Gosto do Natal porque no Natal jogamos cartas. Eles jogam aqui e myus, piscadela e brisa, sete e meia ou paciência. Cada casa tem suas próprias regras. Já há alguns anos que tiramos a sorte grande no meu, e gosto de embaralhar e distribuir cartas, beber chá com o estômago cheio, escrever os resultados em longas colunas em um caderno espiral, rosnar para minha família quando eles se distraem, para que eu possa me distrair mais tarde na minha. O baralho é usado para matar o tempo naquele momento mágico que ocorre entre a atenção plena e o tédio. Assim, os cartões e os telemóveis são inimigos: competem pelo mesmo fim e é impossível utilizá-los ao mesmo tempo. Eles também são semelhantes no sentido de que o martelo e o telefone têm mais ou menos o mesmo formato, projetados para se ajustarem à mão e ao olho humano. Ambos criam probabilidades relativas baseadas em regras matemáticas, e atribuímos-lhes fortes significados culturais. O deck tem suas vantagens, como não enviar notificações ou acordar no meio da noite, mas é menos eficaz para matar à tarde do que o telefone.
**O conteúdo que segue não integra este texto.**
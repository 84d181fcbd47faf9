//! Assembly of the Go record types backing an entity's state.

use crate::descriptor::Attribute;
use crate::error::{Error, Result};
use crate::translate::{camelize, synthetic_type_name, value_type};
use std::collections::HashSet;

#[derive(Debug, Clone, PartialEq)]
pub struct ModelField {
    pub name: String,
    pub value_type: String,
    pub tfsdk: String,
}

#[derive(Debug, Clone, PartialEq)]
pub struct ModelType {
    pub name: String,
    pub fields: Vec<ModelField>,
}

/// Record types for `attributes`: the root type named `root` first, then one
/// type per nested attribute, depth first in declaration order.
///
/// `entity` only labels errors.
pub fn assemble(entity: &str, root: &str, attributes: &[Attribute]) -> Result<Vec<ModelType>> {
    let mut assembler = Assembler {
        entity,
        types: Vec::new(),
        names: HashSet::new(),
    };
    assembler.names.insert(root.to_owned());
    assembler.visit(root, attributes)?;
    Ok(assembler.types)
}

struct Assembler<'a> {
    entity: &'a str,
    types: Vec<ModelType>,
    names: HashSet<String>,
}

impl<'a> Assembler<'a> {
    fn visit(&mut self, name: &str, attributes: &[Attribute]) -> Result<()> {
        let mut seen = HashSet::new();
        let mut field_names = HashSet::new();
        let mut fields = Vec::with_capacity(attributes.len());
        for attribute in attributes {
            if !seen.insert(attribute.name.as_str()) {
                return Err(Error::DuplicateAttribute {
                    entity: self.entity.to_owned(),
                    attribute: attribute.name.clone(),
                });
            }
            let field = camelize(&attribute.name);
            if !field_names.insert(field.clone()) {
                return Err(Error::FieldNameCollision {
                    entity: self.entity.to_owned(),
                    attribute: attribute.name.clone(),
                    field,
                });
            }
            fields.push(ModelField {
                name: field,
                value_type: value_type(attribute, name),
                tfsdk: attribute.name.clone(),
            });
        }

        // Parent before its nested types.
        self.types.push(ModelType {
            name: name.to_owned(),
            fields,
        });

        for attribute in attributes {
            if let Some(children) = attribute.children() {
                let type_name = synthetic_type_name(name, attribute);
                if !self.names.insert(type_name.clone()) {
                    return Err(Error::TypeNameCollision {
                        entity: self.entity.to_owned(),
                        attribute: attribute.name.clone(),
                        type_name,
                    });
                }
                self.visit(&type_name, children)?;
            }
        }
        Ok(())
    }
}

impl ModelType {
    /// Go declaration of the record.
    pub fn declaration(&self) -> String {
        let mut out = format!("type {} struct {{\n", self.name);
        for field in &self.fields {
            out.push_str(&format!(
                "\t{} {} `tfsdk:\"{}\"`\n",
                field.name, field.value_type, field.tfsdk
            ));
        }
        out.push('}');
        out
    }
}
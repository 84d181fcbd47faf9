//! The cursor pagination loop emitted for `paginate` data sources, expressed
//! over a [`PageSource`] so its termination and truncation rules can be
//! exercised without a Go toolchain.

/// One page returned by the remote API.
#[derive(Debug, Clone, PartialEq)]
pub struct Page<T> {
    pub data: Vec<T>,
    /// Absent is treated as `false`.
    pub has_more: Option<bool>,
    pub last_id: Option<String>,
}

/// Parameters of one list call.
#[derive(Debug, Clone, PartialEq)]
pub struct PageRequest {
    /// Cursor: the last identifier of the previous page.
    pub after: Option<String>,
    pub limit: i64,
}

pub trait PageSource {
    type Item;
    type Error;

    fn fetch(&mut self, request: &PageRequest) -> Result<Page<Self::Item>, Self::Error>;
}

#[derive(Debug, Clone, PartialEq)]
pub enum State {
    Fetching(PageRequest),
    Accumulating { has_more: bool, last_id: Option<String> },
    CheckingHasMore { has_more: bool, last_id: Option<String> },
    Done,
}

/// Drives a [`PageSource`] until it runs dry or `limit` items are collected.
pub struct Paginator<S: PageSource> {
    source: S,
    page_size: i64,
    limit: Option<i64>,
    items: Vec<S::Item>,
    state: State,
}

impl<S: PageSource> Paginator<S> {
    pub fn new(source: S, page_size: i64, limit: Option<i64>) -> Self {
        let first = PageRequest {
            after: None,
            limit: page_size,
        };
        Self {
            source,
            page_size,
            limit,
            items: Vec::new(),
            state: State::Fetching(first),
        }
    }

    pub fn state(&self) -> &State {
        &self.state
    }

    fn remaining(&self) -> Option<i64> {
        self.limit.map(|limit| limit - self.items.len() as i64)
    }

    fn limit_reached(&self) -> bool {
        matches!(self.remaining(), Some(remaining) if remaining <= 0)
    }

    /// Advance by one transition.
    pub fn step(&mut self) -> Result<(), S::Error> {
        let state = std::mem::replace(&mut self.state, State::Done);
        self.state = match state {
            State::Fetching(mut request) => {
                if self.limit_reached() {
                    State::Done
                } else {
                    if let Some(remaining) = self.remaining() {
                        request.limit = request.limit.min(remaining);
                    }
                    tracing::trace!(after = ?request.after, limit = request.limit, "fetching page");
                    let page = self.source.fetch(&request)?;
                    if page.data.is_empty() {
                        // No progress is possible without a new cursor.
                        State::Done
                    } else {
                        self.items.extend(page.data);
                        State::Accumulating {
                            has_more: page.has_more.unwrap_or(false),
                            last_id: page.last_id,
                        }
                    }
                }
            }
            State::Accumulating { has_more, last_id } => match self.limit {
                Some(limit) if self.items.len() as i64 >= limit => {
                    self.items.truncate(limit.max(0) as usize);
                    State::Done
                }
                _ => State::CheckingHasMore { has_more, last_id },
            },
            State::CheckingHasMore { has_more, last_id } => {
                if has_more {
                    State::Fetching(PageRequest {
                        after: last_id,
                        limit: self.page_size,
                    })
                } else {
                    State::Done
                }
            }
            State::Done => State::Done,
        };
        Ok(())
    }

    pub fn run(mut self) -> Result<Vec<S::Item>, S::Error> {
        while self.state != State::Done {
            self.step()?;
        }
        Ok(self.items)
    }
}

/// Collect every item `source` yields, up to `limit`.
pub fn collect_pages<S: PageSource>(
    source: S,
    page_size: i64,
    limit: Option<i64>,
) -> Result<Vec<S::Item>, S::Error> {
    Paginator::new(source, page_size, limit).run()
}

#[cfg(test)]
mod test {
    use super::*;
    use pretty_assertions::assert_eq;

    /// Serves `total` sequential integers, recording every request.
    struct Numbers {
        total: usize,
        requests: Vec<PageRequest>,
    }

    impl Numbers {
        fn new(total: usize) -> Self {
            Self {
                total,
                requests: Vec::new(),
            }
        }
    }

    impl PageSource for &mut Numbers {
        type Item = usize;
        type Error = String;

        fn fetch(&mut self, request: &PageRequest) -> Result<Page<usize>, String> {
            self.requests.push(request.clone());
            let start = match &request.after {
                Some(after) => after.parse::<usize>().map_err(|e| e.to_string())? + 1,
                None => 0,
            };
            let end = (start + request.limit as usize).min(self.total);
            let data: Vec<usize> = (start..end).collect();
            Ok(Page {
                has_more: Some(end < self.total),
                last_id: data.last().map(|id| id.to_string()),
                data,
            })
        }
    }

    #[test]
    fn test_follows_cursor_until_exhausted() {
        let mut numbers = Numbers::new(250);

        let items = collect_pages(&mut numbers, 100, None).unwrap();

        assert_eq!(items, (0..250).collect::<Vec<_>>());
        let cursors: Vec<_> = numbers.requests.iter().map(|r| r.after.clone()).collect();
        assert_eq!(
            cursors,
            vec![None, Some("99".to_owned()), Some("199".to_owned())]
        );
    }

    #[test]
    fn test_limit_truncates_and_stops_early() {
        let mut numbers = Numbers::new(250);

        let items = collect_pages(&mut numbers, 100, Some(120)).unwrap();

        assert_eq!(items.len(), 120);
        assert_eq!(items[119], 119);
        assert_eq!(numbers.requests.len(), 2);
        assert_eq!(numbers.requests[1].limit, 20);
    }

    #[test]
    fn test_small_limit_shrinks_first_request() {
        let mut numbers = Numbers::new(250);

        let items = collect_pages(&mut numbers, 100, Some(5)).unwrap();

        assert_eq!(items, vec![0, 1, 2, 3, 4]);
        assert_eq!(numbers.requests.len(), 1);
        assert_eq!(numbers.requests[0].limit, 5);
    }

    #[test]
    fn test_missing_has_more_ends_the_loop() {
        struct OnePage;

        impl PageSource for OnePage {
            type Item = u8;
            type Error = ();

            fn fetch(&mut self, _: &PageRequest) -> Result<Page<u8>, ()> {
                Ok(Page {
                    data: vec![1, 2],
                    has_more: None,
                    last_id: Some("2".to_owned()),
                })
            }
        }

        assert_eq!(collect_pages(OnePage, 100, None).unwrap(), vec![1, 2]);
    }

    #[test]
    fn test_zero_limit_never_fetches() {
        let mut numbers = Numbers::new(10);

        let items = collect_pages(&mut numbers, 100, Some(0)).unwrap();

        assert!(items.is_empty());
        assert!(numbers.requests.is_empty());
    }

    #[test]
    fn test_empty_page_ends_the_loop() {
        /// Claims more pages forever without returning any item.
        struct Empty {
            fetches: usize,
        }

        impl PageSource for &mut Empty {
            type Item = u8;
            type Error = ();

            fn fetch(&mut self, _: &PageRequest) -> Result<Page<u8>, ()> {
                self.fetches += 1;
                Ok(Page {
                    data: Vec::new(),
                    has_more: Some(true),
                    last_id: None,
                })
            }
        }

        let mut empty = Empty { fetches: 0 };

        assert_eq!(collect_pages(&mut empty, 0, Some(5)).unwrap(), Vec::<u8>::new());
        assert_eq!(empty.fetches, 1);
    }

    #[test]
    fn test_fetch_errors_propagate() {
        struct Failing;

        impl PageSource for Failing {
            type Item = u8;
            type Error = &'static str;

            fn fetch(&mut self, _: &PageRequest) -> Result<Page<u8>, &'static str> {
                Err("boom")
            }
        }

        let mut paginator = Paginator::new(Failing, 10, None);
        assert_eq!(paginator.step(), Err("boom"));
    }
}
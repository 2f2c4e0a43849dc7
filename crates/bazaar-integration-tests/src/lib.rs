//! Integration test crate for the Bazaar workspace.
//!
//! This crate exists solely to run tests that span the token and market
//! crates. It has no public API; all functionality is in the test modules.

#![forbid(unsafe_code)]
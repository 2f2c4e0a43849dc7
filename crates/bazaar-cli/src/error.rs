//! CLI error types.

use std::fmt;

use bazaar_market::{ConfigError, CustodyError, LedgerError};
use bazaar_token::TokenError;

/// CLI-specific errors.
#[derive(Debug)]
pub enum CliError {
    /// Invalid configuration.
    Config(String),
    /// Sandbox state is missing or unreadable.
    State(String),
    /// No account with this name.
    AccountNotFound(String),
    /// Invalid argument.
    InvalidArgument(String),
    /// Ledger rejected the operation.
    Ledger(LedgerError),
    /// Chain rejected the operation.
    Chain(TokenError),
    /// Output formatting error.
    Format(String),
    /// IO error.
    Io(std::io::Error),
}

impl fmt::Display for CliError {
    fn fmt(&self, f: &mut fmt::Formatter<'_>) -> fmt::Result {
        match self {
            Self::Config(msg) => write!(f, "configuration error: {msg}"),
            Self::State(msg) => write!(f, "sandbox error: {msg}"),
            Self::AccountNotFound(name) => write!(f, "account not found: {name}"),
            Self::InvalidArgument(msg) => write!(f, "invalid argument: {msg}"),
            Self::Ledger(e) => write!(f, "ledger error: {e}"),
            Self::Chain(e) => write!(f, "chain error: {e}"),
            Self::Format(msg) => write!(f, "format error: {msg}"),
            Self::Io(e) => write!(f, "IO error: {e}"),
        }
    }
}

// Display includes the inner error, so `source()` stays `None`.
impl std::error::Error for CliError {}

impl From<std::io::Error> for CliError {
    fn from(err: std::io::Error) -> Self {
        Self::Io(err)
    }
}

impl From<LedgerError> for CliError {
    fn from(err: LedgerError) -> Self {
        Self::Ledger(err)
    }
}

impl From<TokenError> for CliError {
    fn from(err: TokenError) -> Self {
        Self::Chain(err)
    }
}

impl From<ConfigError> for CliError {
    fn from(err: ConfigError) -> Self {
        Self::Config(err.to_string())
    }
}

impl From<CustodyError> for CliError {
    fn from(err: CustodyError) -> Self {
        Self::State(err.to_string())
    }
}

impl From<serde_json::Error> for CliError {
    fn from(err: serde_json::Error) -> Self {
        Self::State(format!("invalid sandbox state: {err}"))
    }
}
//! Ledger error types.

use bazaar_token::{Address, Amount, AssetId};
use thiserror::Error;

use crate::auth::Operation;
use crate::listing::ListingKey;
use crate::verify::{Party, VerifyError};

/// Reasons a ledger operation is rejected.
///
/// A rejected operation leaves the listing store and all balances unchanged.
#[derive(Debug, Clone, PartialEq, Eq, Error)]
pub enum LedgerError {
    /// A listing with this key already exists.
    #[error("listing already exists: {0}")]
    ListingAlreadyExists(ListingKey),

    /// No listing with this key exists.
    #[error("listing not found: {0}")]
    ListingNotFound(ListingKey),

    /// Payment amount differs from the required amount.
    #[error("payment amount mismatch: expected {expected}, got {actual}")]
    PaymentAmountMismatch {
        /// Required amount.
        expected: Amount,
        /// Amount paid.
        actual: Amount,
    },

    /// Payment sender or receiver is wrong.
    #[error("payment {party} mismatch: expected {expected}, got {actual}")]
    PaymentPartyMismatch {
        /// Which side is wrong.
        party: Party,
        /// Expected account.
        expected: Address,
        /// Actual account.
        actual: Address,
    },

    /// Asset transfer quantity is unacceptable.
    #[error("invalid transfer amount {amount}: {reason}")]
    TransferAmountInvalid {
        /// Offending quantity.
        amount: u64,
        /// What is wrong with it.
        reason: String,
    },

    /// Asset transfer sender or receiver is wrong.
    #[error("transfer {party} mismatch: expected {expected}, got {actual}")]
    TransferPartyMismatch {
        /// Which side is wrong.
        party: Party,
        /// Expected account.
        expected: Address,
        /// Actual account.
        actual: Address,
    },

    /// The custodial account is not registered for the asset.
    #[error("asset {0} not registered with custody")]
    AssetNotRegistered(AssetId),

    /// The custodial account is already registered for the asset.
    #[error("asset {0} already registered with custody")]
    AssetAlreadyRegistered(AssetId),

    /// The asset does not exist.
    #[error("unknown asset: {0}")]
    UnknownAsset(AssetId),

    /// Purchase quantity exceeds the escrowed inventory.
    #[error("insufficient inventory: requested {requested}, available {available}")]
    InsufficientInventory {
        /// Quantity requested.
        requested: u64,
        /// Quantity escrowed.
        available: u64,
    },

    /// Custody cannot cover an outgoing payment or asset transfer.
    #[error("insufficient custody funds: {0}")]
    InsufficientCustodyFunds(String),

    /// A paying or sending account cannot cover its incoming transaction.
    #[error("insufficient funds for {address}: {detail}")]
    SenderInsufficientFunds {
        /// Account lacking funds.
        address: String,
        /// Description of the shortfall.
        detail: String,
    },

    /// The receiving account is not opted in to the asset.
    #[error("{address} is not opted in to asset {asset}")]
    ReceiverNotOptedIn {
        /// Account lacking the opt-in.
        address: String,
        /// Asset in question.
        asset: AssetId,
    },

    /// The purchase price does not fit the payment type.
    #[error("payment overflow: price {unitary_price} x quantity {quantity}")]
    PaymentOverflow {
        /// Listing price per whole unit.
        unitary_price: u64,
        /// Quantity requested.
        quantity: u64,
    },

    /// An incoming transaction has an invalid signature.
    #[error("invalid signature on transaction {0}")]
    InvalidSignature(String),

    /// An incoming transaction was already applied.
    #[error("transaction already applied: {0}")]
    DuplicateTransaction(String),

    /// Caller may not perform the operation on this listing.
    #[error("{caller} may not {operation} on listing owned by {owner}")]
    Unauthorized {
        /// Account attempting the operation.
        caller: Address,
        /// Owner of the listing.
        owner: Address,
        /// Operation attempted.
        operation: Operation,
    },

    /// Custody rejected the settlement for another reason.
    #[error("custody error: {0}")]
    Custody(String),
}

impl LedgerError {
    /// Map a failed payment check.
    #[must_use]
    pub fn from_payment_check(err: VerifyError) -> Self {
        match err {
            VerifyError::AmountMismatch { expected, actual } => {
                Self::PaymentAmountMismatch { expected, actual }
            }
            VerifyError::AmountBelowMinimum { minimum, actual } => Self::PaymentAmountMismatch {
                expected: Amount::from_base_units(minimum),
                actual: Amount::from_base_units(actual),
            },
            VerifyError::SenderMismatch { expected, actual } => Self::PaymentPartyMismatch {
                party: Party::Sender,
                expected,
                actual,
            },
            VerifyError::ReceiverMismatch { expected, actual } => Self::PaymentPartyMismatch {
                party: Party::Receiver,
                expected,
                actual,
            },
            VerifyError::InvalidSignature(id) => Self::InvalidSignature(id),
        }
    }

    /// Map a failed asset transfer check.
    #[must_use]
    pub fn from_transfer_check(err: VerifyError) -> Self {
        match err {
            VerifyError::AmountBelowMinimum { minimum, actual } => Self::TransferAmountInvalid {
                amount: actual,
                reason: format!("must be at least {minimum}"),
            },
            VerifyError::AmountMismatch { expected, actual } => Self::TransferAmountInvalid {
                amount: actual.base_units(),
                reason: format!("expected {}", expected.base_units()),
            },
            VerifyError::SenderMismatch { expected, actual } => Self::TransferPartyMismatch {
                party: Party::Sender,
                expected,
                actual,
            },
            VerifyError::ReceiverMismatch { expected, actual } => Self::TransferPartyMismatch {
                party: Party::Receiver,
                expected,
                actual,
            },
            VerifyError::InvalidSignature(id) => Self::InvalidSignature(id),
        }
    }

    /// Create a transfer amount error.
    pub fn transfer_amount(amount: u64, reason: impl Into<String>) -> Self {
        Self::TransferAmountInvalid {
            amount,
            reason: reason.into(),
        }
    }
}

/// Result alias for ledger operations.
pub type Result<T> = std::result::Result<T, LedgerError>;

#[cfg(test)]
mod tests {
    use super::*;
    use bazaar_token::Wallet;

    fn addr() -> Address {
        Wallet::generate().expect("wallet").address().clone()
    }

    #[test]
    fn payment_checks_map_to_payment_errors() {
        let (a, b) = (addr(), addr());
        let err = LedgerError::from_payment_check(VerifyError::SenderMismatch {
            expected: a.clone(),
            actual: b.clone(),
        });
        assert_eq!(
            err,
            LedgerError::PaymentPartyMismatch {
                party: Party::Sender,
                expected: a,
                actual: b
            }
        );

        let err = LedgerError::from_payment_check(VerifyError::AmountMismatch {
            expected: Amount::from_base_units(10),
            actual: Amount::from_base_units(9),
        });
        assert!(matches!(err, LedgerError::PaymentAmountMismatch { .. }));
    }

    #[test]
    fn transfer_checks_map_to_transfer_errors() {
        let err = LedgerError::from_transfer_check(VerifyError::AmountBelowMinimum {
            minimum: 1,
            actual: 0,
        });
        assert!(matches!(err, LedgerError::TransferAmountInvalid { amount: 0, .. }));

        let (a, b) = (addr(), addr());
        let err = LedgerError::from_transfer_check(VerifyError::ReceiverMismatch {
            expected: a,
            actual: b,
        });
        assert!(matches!(
            err,
            LedgerError::TransferPartyMismatch {
                party: Party::Receiver,
                ..
            }
        ));
    }

    #[test]
    fn signature_failures_keep_transaction_id() {
        let err = LedgerError::from_transfer_check(VerifyError::InvalidSignature("t9".into()));
        assert_eq!(err, LedgerError::InvalidSignature("t9".into()));
    }

    #[test]
    fn error_display() {
        let err = LedgerError::InsufficientInventory {
            requested: 10,
            available: 3,
        };
        assert_eq!(
            err.to_string(),
            "insufficient inventory: requested 10, available 3"
        );
    }
}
Os telemóveis aceleram o tempo: o movimento cria informação e a abundância de informação faz o tempo passar mais rápido. É por isso que duas horas de jogo na ceia de Natal demoram uma eternidade, mas se você estiver sentado no sofá olhando para o telefone, isso passa num piscar de olhos. A lentidão mora no convés; em uma velocidade de telefone móvel.
Nas últimas duas décadas, parecia que o telefone ganhou a batalha, mas, tal como outros objectos físicos, como um despertador, um relógio de pulso ou um jornal, as cartas de jogar são vistas como uma forma analógica de recuperar a vida que nos está a escapar. Vários exemplos interessantes apareceram na imprensa anglo-saxónica. Primeiro, a revista Nova Iorque conta o que aconteceu nas instituições deste estado desde setembro, quando os celulares foram proibidos. Jogos de cartas, jogos de tabuleiro e esportes pareciam florescer entre os adolescentes. Eles conversam, se coçam e alguns resgataram os CDs ou MP3 players dos pais. O texto é ilustrado com uma fotografia de alguns rapazes em fatos de treino, que – se substituíssemos o póquer pela música – poderiam ter sido tiradas na minha escola nos anos noventa. No segundo artigo o escritor fala New York Times sua experiência liderando retiros off-line de um mês na França para estudantes da Universidade de Yale. Enquanto os estudantes universitários recuperavam a capacidade de concentração e de pensamento, eles tricotavam, olhavam para as estrelas e competiam em competições. pingue-pongue. “Eles ainda brincam como crianças”, escreve ele. EM Lanterna grande (Asteroid Books) Maria Konnikova diz que numa época de distração omnipresente, o poker lembra-nos que a observação cuidadosa e a presença são cruciais. Excelente comunicadora digital de ciência e psicologia, ela ficou tão apaixonada por pesquisar o jogo para seu livro que deixou o jornalismo e se tornou jogadora profissional.
Nestes dias frios e tranquilos na minha cidade natal, onde os bares são um refúgio climático para homens e mulheres cuja partida perpétua só poderia ser interrompida por uma pandemia global, imagino que talvez não fosse necessário tantas viagens de ida e volta, e que aproveitar as férias para brincar um pouco é uma ótima maneira de honrar nosso tempo e atenção, gastando lentamente ambos com os outros. Nós nos divertimos como sempre.